Slaying bureaucrats and opening bottlenecks -- Johnston says this is a recurring mission of his distributed computing group. For instance, data being routed through a network must be saved in a digital archive before it is analyzed. To store the high data rates from sources like video, Redundant Arrays of Inexpensive Disks (RAID) were developed on the Berkeley campus. The first generation of RAID required an intermediary computer, which slowed the flow, so a network controller has been built and a new generation, RAID II, has been developed. RAID II has now been attached to HiPPI, a 800 megabits/second network typically used for linking supercomputers, and LBL is working to attach it to the Internet. This work is a collaboration with several electrical engineering and computer science groups. In a related Department of Energy- funded project, Johnston's group has worked with Berkeley professors Domenico Ferrari and Randy Katz and LBL's Bob Fink and Ted Sopher to build an optical-fiber gigabit (billion bit) network that connects LBL and the Berkeley campus. All of the high-speed hardware at LBL and on campus has been attached to this network, creating a local spur to the national information superhighway.
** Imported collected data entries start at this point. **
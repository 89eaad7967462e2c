//! Mercado Pago gateway adapter.
//!
//! Fetches payment resources from the Payments API with a bearer access
//! token. A 404 is a distinct outcome: webhooks can arrive before the
//! payment is queryable, and the confirmation flow acknowledges those
//! and waits for redelivery.

use std::time::Duration;

use async_trait::async_trait;
use secrecy::{ExposeSecret, SecretString};

use crate::domain::foundation::PaymentId;
use crate::ports::{GatewayError, PaymentGateway, PaymentResource};

const DEFAULT_BASE_URL: &str = "https://api.mercadopago.com";
const DEFAULT_TIMEOUT: Duration = Duration::from_secs(10);

/// Configuration for the Mercado Pago adapter.
#[derive(Clone)]
pub struct MercadoPagoConfig {
    pub access_token: SecretString,
    pub base_url: String,
    pub timeout: Duration,
}

impl MercadoPagoConfig {
    pub fn new(access_token: SecretString) -> Self {
        Self {
            access_token,
            base_url: DEFAULT_BASE_URL.to_string(),
            timeout: DEFAULT_TIMEOUT,
        }
    }

    /// Override the API base URL (for testing).
    pub fn with_base_url(mut self, base_url: impl Into<String>) -> Self {
        self.base_url = base_url.into();
        self
    }

    pub fn with_timeout(mut self, timeout: Duration) -> Self {
        self.timeout = timeout;
        self
    }
}

/// HTTP client for the Mercado Pago Payments API.
pub struct MercadoPagoGateway {
    config: MercadoPagoConfig,
    http_client: reqwest::Client,
}

impl MercadoPagoGateway {
    pub fn new(config: MercadoPagoConfig) -> Result<Self, GatewayError> {
        let http_client = reqwest::Client::builder()
            .timeout(config.timeout)
            .build()
            .map_err(|e| GatewayError::other(e.to_string()))?;
        Ok(Self {
            config,
            http_client,
        })
    }
}

#[async_trait]
impl PaymentGateway for MercadoPagoGateway {
    async fn fetch_payment(&self, payment_id: &PaymentId) -> Result<PaymentResource, GatewayError> {
        let url = format!(
            "{}/v1/payments/{}",
            self.config.base_url,
            payment_id.as_str()
        );

        let response = self
            .http_client
            .get(&url)
            .header(
                "Authorization",
                format!("Bearer {}", self.config.access_token.expose_secret()),
            )
            .send()
            .await
            .map_err(|e| GatewayError::other(format!("payment fetch failed: {}", e)))?;

        if response.status() == reqwest::StatusCode::NOT_FOUND {
            return Err(GatewayError::NotFound);
        }

        if !response.status().is_success() {
            return Err(GatewayError::other(format!(
                "gateway returned {}",
                response.status()
            )));
        }

        let body = response
            .bytes()
            .await
            .map_err(|e| GatewayError::other(format!("payment fetch failed: {}", e)))?;
        parse_payment_body(&body)
    }
}

/// A 200 with an empty or null payload means the payment is not queryable
/// yet; the confirmation flow treats that like a 404 and waits for
/// redelivery.
fn parse_payment_body(body: &[u8]) -> Result<PaymentResource, GatewayError> {
    if body.is_empty() {
        return Err(GatewayError::NotFound);
    }
    let raw: serde_json::Value = serde_json::from_slice(body)
        .map_err(|e| GatewayError::other(format!("malformed payment payload: {}", e)))?;
    if raw.is_null() {
        return Err(GatewayError::NotFound);
    }
    Ok(PaymentResource::from_raw(raw))
}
At LBL, the new MasPar computer will play a central role in the Lab's distributed computing environment, opening the door to the era of visual data. While it will allow volumes of images to be created and stored, researchers soon will encounter a major obstacle. Even with its 4,096 processors delivering peak performance of 17,000 million instructions per second, nobody yet knows how to instruct the supercomputer to find a particular stored image.

"Searching a text database for a word or string of characters and searching a video database for an object is a very different problem," says Johnston. "A computer easily can find every reference in a text database to `fish' but there is no ready way to look through an archival set of video images and find all those with fish. We're collaborating with the MasPar Computer Corporation to develop technology to do this."

The symbolism of this mission--searching the proverbial haystack of images and, at long last, finding the needle--should not be overlooked. To LBL's computer scientists, this is a time of imminent possibilities.

Traffic on the Internet is accelerating and new spurs are growing and connecting up. Since Clinton and Gore took office, a cascade of multibillion-dollar corporate investments in network infrastructure has been announced. Telephone, cable TV, and cellular phone companies, publishers, and computer makers are rushing to stake a claim. America is being wired for the future.

Speaking for his colleagues, Johnston says: "We are about to experience changes in this country as profound as those experienced by our ancestors at the advent of the Industrial Revolution. Within the decade, computers, communications, and entertainment will be merged. Scientists, doctors, business people, and schoolchildren will be connected not only to their peers but to everybody else. The way we learn and interact is about to be revolutionized."